# TASK ITEM
Could you write the entries out again, exactly as they appear?
+---+
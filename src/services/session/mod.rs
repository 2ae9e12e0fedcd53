//! SessionController: the host-facing state machine that ties the lister,
//! the ranker and the usage store together for one activation cycle.

mod controller;
mod render;
mod state;

pub use self::controller::{Activation, SessionController};
pub use self::render::{FnRenderTarget, RenderTarget};
pub use self::state::SessionState;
+---+
# TASK SOLUTION
filename src/services/session/mod.rs
repository 2ae9e12e0fedcd53
//! SessionController: the host-facing state machine that ties the lister,
//! the ranker and the usage store together for one activation cycle.

mod controller;
mod render;
mod state;

pub use self::controller::{Activation, SessionController};
pub use self::render::{FnRenderTarget, RenderTarget};
pub use self::state::SessionState;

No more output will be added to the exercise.